11Oradakiler bu sözleri dinlerken İsa konuşmasını bir benzetmeyle
sürdürdü. Çünkü Kudüs'e yaklaşmıştı ve onlar, Tanrı'nın Egemenliğinin
hemen ortaya çıkacağını sanıyorlardı. 12Bu nedenle İsa şöyle dedi:
«Soylu bir adam, kral atanıp dönmek üzere uzak bir ülkeye gitmiş.
13Gitmeden önce kölelerinden onunu çağırıp onlara birer mina vermiş.
`Ben dönünceye dek bu paraları işletin' demiş.

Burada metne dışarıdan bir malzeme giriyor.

//! Configured connection repository

use super::SqliteDirectoryStore;
use crate::error::{DirectoryError, Result};
use crate::models::{ApiConnectionConfig, ConnectionStatus};
use async_trait::async_trait;
use serde::{Deserialize, Serialize};
use sqlx::FromRow;

/// Connection totals by health.
#[derive(Debug, Clone, Copy, Default, PartialEq, Eq, Serialize, Deserialize)]
pub struct ConnectionCounts {
    pub total: i64,
    pub connected: i64,
    pub error: i64,
}

#[async_trait]
pub trait ConnectionRepository: Send + Sync {
    async fn find_connection(&self, id: &str) -> Result<Option<ApiConnectionConfig>>;

    /// Insert a new connection
    ///
    /// # Errors
    ///
    /// Returns an error if validation fails
    async fn insert_connection(&self, connection: &ApiConnectionConfig) -> Result<()>;

    /// Update an existing connection
    ///
    /// # Errors
    ///
    /// Returns `NotFound` if the connection does not exist
    async fn update_connection(&self, connection: &ApiConnectionConfig) -> Result<()>;

    /// Every configured connection, ordered by name.
    async fn list_connections(&self) -> Result<Vec<ApiConnectionConfig>>;

    /// Enabled connections whose `next_sync` is unset or at or before `now`.
    async fn list_due_connections(&self, now: i64) -> Result<Vec<ApiConnectionConfig>>;

    async fn count_connections(&self) -> Result<ConnectionCounts>;
}

#[derive(Debug, FromRow)]
struct ConnectionRow {
    id: String,
    name: String,
    provider: String,
    base_url: String,
    api_version: Option<String>,
    credentials: Option<String>,
    sync_enabled: bool,
    sync_interval_minutes: Option<String>,
    last_sync: Option<i64>,
    next_sync: Option<i64>,
    status: String,
    health_check_message: Option<String>,
    last_health_check: Option<i64>,
    rate_limit_requests: i64,
    rate_limit_window: String,
    supports_users: bool,
    supports_devices: bool,
    supports_groups: bool,
    supports_realtime: bool,
    created_at: i64,
    updated_at: i64,
}

impl TryFrom<ConnectionRow> for ApiConnectionConfig {
    type Error = DirectoryError;

    fn try_from(row: ConnectionRow) -> Result<Self> {
        Ok(ApiConnectionConfig {
            id: row.id,
            name: row.name,
            provider: row.provider.parse()?,
            base_url: row.base_url,
            api_version: row.api_version,
            credentials: row.credentials,
            sync_enabled: row.sync_enabled,
            sync_interval_minutes: row.sync_interval_minutes,
            last_sync: row.last_sync,
            next_sync: row.next_sync,
            status: row.status.parse()?,
            health_check_message: row.health_check_message,
            last_health_check: row.last_health_check,
            rate_limit_requests: row.rate_limit_requests,
            rate_limit_window: row.rate_limit_window.parse()?,
            supports_users: row.supports_users,
            supports_devices: row.supports_devices,
            supports_groups: row.supports_groups,
            supports_realtime: row.supports_realtime,
            created_at: row.created_at,
            updated_at: row.updated_at,
        })
    }
}

const CONNECTION_COLUMNS: &str = "id, name, provider, base_url, api_version, credentials, \
     sync_enabled, sync_interval_minutes, last_sync, next_sync, status, health_check_message, \
     last_health_check, rate_limit_requests, rate_limit_window, supports_users, \
     supports_devices, supports_groups, supports_realtime, created_at, updated_at";

#[async_trait]
impl ConnectionRepository for SqliteDirectoryStore {
    async fn find_connection(&self, id: &str) -> Result<Option<ApiConnectionConfig>> {
        let row = sqlx::query_as::<_, ConnectionRow>(&format!(
            "SELECT {} FROM api_connections WHERE id = ?",
            CONNECTION_COLUMNS
        ))
        .bind(id)
        .fetch_optional(&self.pool)
        .await?;

        row.map(ApiConnectionConfig::try_from).transpose()
    }

    async fn insert_connection(&self, connection: &ApiConnectionConfig) -> Result<()> {
        connection.validate()?;

        sqlx::query(
            r#"
            INSERT INTO api_connections (
                id, name, provider, base_url, api_version, credentials,
                sync_enabled, sync_interval_minutes, last_sync, next_sync, status,
                health_check_message, last_health_check, rate_limit_requests,
                rate_limit_window, supports_users, supports_devices, supports_groups,
                supports_realtime, created_at, updated_at
            ) VALUES (?, ?, ?, ?, ?, ?, ?, ?, ?, ?, ?, ?, ?, ?, ?, ?, ?, ?, ?, ?, ?)
            "#,
        )
        .bind(&connection.id)
        .bind(&connection.name)
        .bind(connection.provider.as_str())
        .bind(&connection.base_url)
        .bind(&connection.api_version)
        .bind(&connection.credentials)
        .bind(connection.sync_enabled)
        .bind(&connection.sync_interval_minutes)
        .bind(connection.last_sync)
        .bind(connection.next_sync)
        .bind(connection.status.as_str())
        .bind(&connection.health_check_message)
        .bind(connection.last_health_check)
        .bind(connection.rate_limit_requests)
        .bind(connection.rate_limit_window.as_str())
        .bind(connection.supports_users)
        .bind(connection.supports_devices)
        .bind(connection.supports_groups)
        .bind(connection.supports_realtime)
        .bind(connection.created_at)
        .bind(connection.updated_at)
        .execute(&self.pool)
        .await?;

        Ok(())
    }

    async fn update_connection(&self, connection: &ApiConnectionConfig) -> Result<()> {
        connection.validate()?;

        let result = sqlx::query(
            r#"
            UPDATE api_connections SET
                name = ?, provider = ?, base_url = ?, api_version = ?, credentials = ?,
                sync_enabled = ?, sync_interval_minutes = ?, last_sync = ?, next_sync = ?,
                status = ?, health_check_message = ?, last_health_check = ?,
                rate_limit_requests = ?, rate_limit_window = ?, supports_users = ?,
                supports_devices = ?, supports_groups = ?, supports_realtime = ?,
                updated_at = ?
            WHERE id = ?
            "#,
        )
        .bind(&connection.name)
        .bind(connection.provider.as_str())
        .bind(&connection.base_url)
        .bind(&connection.api_version)
        .bind(&connection.credentials)
        .bind(connection.sync_enabled)
        .bind(&connection.sync_interval_minutes)
        .bind(connection.last_sync)
        .bind(connection.next_sync)
        .bind(connection.status.as_str())
        .bind(&connection.health_check_message)
        .bind(connection.last_health_check)
        .bind(connection.rate_limit_requests)
        .bind(connection.rate_limit_window.as_str())
        .bind(connection.supports_users)
        .bind(connection.supports_devices)
        .bind(connection.supports_groups)
        .bind(connection.supports_realtime)
        .bind(connection.updated_at)
        .bind(&connection.id)
        .execute(&self.pool)
        .await?;

        if result.rows_affected() == 0 {
            return Err(DirectoryError::not_found("ApiConnectionConfig", &connection.id));
        }

        Ok(())
    }

    async fn list_connections(&self) -> Result<Vec<ApiConnectionConfig>> {
        let rows = sqlx::query_as::<_, ConnectionRow>(&format!(
            "SELECT {} FROM api_connections ORDER BY name, id",
            CONNECTION_COLUMNS
        ))
        .fetch_all(&self.pool)
        .await?;

        rows.into_iter()
            .map(ApiConnectionConfig::try_from)
            .collect::<Result<Vec<_>>>()
    }

    async fn list_due_connections(&self, now: i64) -> Result<Vec<ApiConnectionConfig>> {
        let rows = sqlx::query_as::<_, ConnectionRow>(&format!(
            "SELECT {} FROM api_connections
             WHERE sync_enabled = 1 AND (next_sync IS NULL OR next_sync <= ?)
             ORDER BY next_sync IS NOT NULL, next_sync, name",
            CONNECTION_COLUMNS
        ))
        .bind(now)
        .fetch_all(&self.pool)
        .await?;

        rows.into_iter()
            .map(ApiConnectionConfig::try_from)
            .collect::<Result<Vec<_>>>()
    }

    async fn count_connections(&self) -> Result<ConnectionCounts> {
        let (total, connected, error): (i64, i64, i64) = sqlx::query_as(
            r#"
            SELECT
                COUNT(*),
                COALESCE(SUM(CASE WHEN status = ? THEN 1 ELSE 0 END), 0),
                COALESCE(SUM(CASE WHEN status = ? THEN 1 ELSE 0 END), 0)
            FROM api_connections
            "#,
        )
        .bind(ConnectionStatus::Connected.as_str())
        .bind(ConnectionStatus::Error.as_str())
        .fetch_one(&self.pool)
        .await?;

        Ok(ConnectionCounts {
            total,
            connected,
            error,
        })
    }
}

14«Ne var ki, ülkesinin halkı adamdan nefret ediyormuş. Arkasından
temsilciler göndererek, `Bu adamın üzerimize kral olmasını
istemiyoruz' diye haber iletmişler.
15«Adam kral atanmış olarak geri döndüğünde, parayı vermiş olduğu
köleleri çağırtıp ne kazandıklarını öğrenmek istemiş. 16Birincisi
gelmiş, `Efendimiz' demiş, `senin bir minan on mina daha kazandı.'
17«Efendisi ona, `Aferin, iyi köle!' demiş. `Küçücük bir işte
güvenilir olduğunu gösterdiğin için sen on kent üzerinde yetkili
olacaksın.'
18«İkincisi gelip, `Efendimiz, senin bir minan beş mina daha
kazandı' demiş.
19«Efendisi ona da, `Sen beş kent üzerinde yetkili olacaksın' demiş.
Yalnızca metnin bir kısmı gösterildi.